M.A. Ecology, Evolution, and Environmental Biology (E3B), Columbia University (expected completion Fall 2010; GPA 3.93)

Research Interests

My research interests are in understanding how organisms adapt to increasing urbanization.  Specifically, I am interested in understanding what habitat characteristics are most important for species and population persistence as well as which organism characteristics are most sensitive to urban pressures.  From a conservation perspective, this may help ensure that future land development minimizes its detrimental effects upon urban or peri-urban animals.  I am also interested in understanding the adaptive process of organisms under urbanization pressures in terms of microevolution.  In what ways do organisms diverge from their non-urban counterparts when they are placed in an urban context?  What are the genetic effects and implications of this urban adaptation?  What role does phenotypic plasticity play in adapting to urban environments, and can understanding plasticity in key characters predict how animals will fare with increased urban pressures?  Do species that persist in human dominated landscapes have characteristics or behaviors in common with invasive species?   

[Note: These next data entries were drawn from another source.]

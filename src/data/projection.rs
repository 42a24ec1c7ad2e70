#[derive(Copy, Clone, Debug)]
pub struct PerspectiveProjection {
    pub aspect_ratio: f32,
    pub fovy: cgmath::Rad<f32>,
    pub znear: f32,
    pub zfar: f32,
}

impl PerspectiveProjection {
    /// 45 degree vertical field of view over `[0.1, 1000]`.
    pub fn with_aspect_ratio(aspect_ratio: f32) -> Self {
        Self {
            aspect_ratio,
            fovy: cgmath::Deg(45.0).into(),
            znear: 0.1,
            zfar: 1000.0,
        }
    }

    pub fn from_dimensions(width: u32, height: u32) -> Self {
        Self::with_aspect_ratio(width.max(1) as f32 / height.max(1) as f32)
    }
}

impl From<PerspectiveProjection> for cgmath::Matrix4<f32> {
    fn from(value: PerspectiveProjection) -> Self {
        OPENGL_TO_WGPU_MATRIX
            * cgmath::perspective(value.fovy, value.aspect_ratio, value.znear, value.zfar)
    }
}

/// Remaps clip-space depth from `[-1, 1]` to `[0, 1]`.
pub const OPENGL_TO_WGPU_MATRIX: cgmath::Matrix4<f32> = cgmath::Matrix4::new(
    1.0, 0.0, 0.0, 0.0,
    0.0, 1.0, 0.0, 0.0,
    0.0, 0.0, 0.5, 0.0,
    0.0, 0.0, 0.5, 1.0,
);

#[cfg(test)]
mod tests {
    use super::*;
    use cgmath::Vector4;

    #[test]
    fn near_and_far_planes_map_to_zero_and_one() {
        let projection = cgmath::Matrix4::from(PerspectiveProjection::from_dimensions(640, 480));

        let near = projection * Vector4::new(0.0, 0.0, -0.1, 1.0);
        let far = projection * Vector4::new(0.0, 0.0, -1000.0, 1.0);

        assert!((near.z / near.w).abs() < 1e-4);
        assert!((far.z / far.w - 1.0).abs() < 1e-4);
    }

    #[test]
    fn zero_sized_views_do_not_divide_by_zero() {
        let projection = PerspectiveProjection::from_dimensions(0, 0);
        assert_eq!(projection.aspect_ratio, 1.0);
    }
}
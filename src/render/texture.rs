use crate::render::image::GpuImage;
use crate::render::sampler::Sampler;

pub struct Texture2DPackage {
    pub image: GpuImage,
    pub gpu_texture_view: wgpu::TextureView,
    pub sampler: std::rc::Rc<Sampler>,
}

pub struct DepthTexture2DPackage {
    pub image: GpuImage,
    pub gpu_texture_view: wgpu::TextureView,
}
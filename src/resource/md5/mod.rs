//! Readers for the md5 skeletal mesh (`.md5mesh`) and animation (`.md5anim`) text formats.

use std::path::Path;

use anyhow::{Context, Result};

use crate::animation::AnimationClip;

pub mod anim;
pub mod mesh;
mod tokenizer;

pub use anim::parse_animation;
pub use mesh::{parse_mesh, Md5Model};

pub fn load_model(path: &Path) -> Result<Md5Model> {
    log::debug!("Loading md5 mesh {}", path.display());

    let source = std::fs::read_to_string(path)
        .with_context(|| format!("Failed to read {}", path.display()))?;

    parse_mesh(&source).with_context(|| format!("Failed to load {}", path.display()))
}

pub fn load_animation(path: &Path) -> Result<AnimationClip> {
    log::debug!("Loading md5 animation {}", path.display());

    let source = std::fs::read_to_string(path)
        .with_context(|| format!("Failed to read {}", path.display()))?;

    parse_animation(&source).with_context(|| format!("Failed to load {}", path.display()))
}
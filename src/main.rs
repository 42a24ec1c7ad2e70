use clap::Parser;

use crate::cli::Cli;
use skinned_viewer::args::Args;
use skinned_viewer::run;

mod cli;

fn main() -> anyhow::Result<()> {
    let cli = Cli::parse();
    run(Args {
        model: cli.model,
        animation: cli.animation,
        static_mesh: cli.static_mesh,
        texture_dir: cli.texture_dir,
        rows: cli.rows,
        cols: cli.cols,
        window_width: cli.width,
        window_height: cli.height,
        heap_sizes: cli.heap_sizes.into(),
    })
}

I am currently interested in working with reptiles and amphibians to answer these questions and other questions regarding urbanization and population persistence. 

Experience (field work, employment, research)

October 2009 - April 2010
Genetics Intern, American Museum of Natural History 
I worked at the AMNH for two semesters assisting with the Panthera project and a cetacean project.  I assisted in all stages of laboratory work.

September 2009 - December 2010
Teaching Assistant, Columbia University
I was a teaching assistant for Disease Ecology, taught by Dr. Alonso Aguirre

June 2009 – August 2010
An Assessment of Freshwater Turtles Along an Urbanization Gradient in Syracuse, New York
Project Advisor: Dr. James P. Gibbs, Professor, SUNY-ESF.   Activities: trapping at ~100 ponds spanning an urbanization gradient including urban sites, golf courses, rural sites, and protected areas; morphological analyses, fluctuating asymmetry, and habitat analysis.  Pending funding, I will also correlate Mercury levels with the landscape use and degree of urbanization. Project funded by U.S. Golf Association (USGA) and National Fish and Wildlife Foundation (NFWF).

May 2007 – August 2008
Curatorial Assistant, CBRI – Center for Biodiversity and Research Informatics, California Academy of Sciences
Activities: Created a digital database of the CAS collections linking images, field notes, and information for specific projects and specimen.  Ultimately the project will be available online for inter-institutional use.  Project funded by National Science Foundation (NSF).

Jan. 2007 – March 2007
Laboratory Intern, Novato Sanitary District, California. Wastewater Treatment Laboratory
Activities: water quality analyses for effluent and reclaimed water and quality control analyses for waste in all stages of the treatment process.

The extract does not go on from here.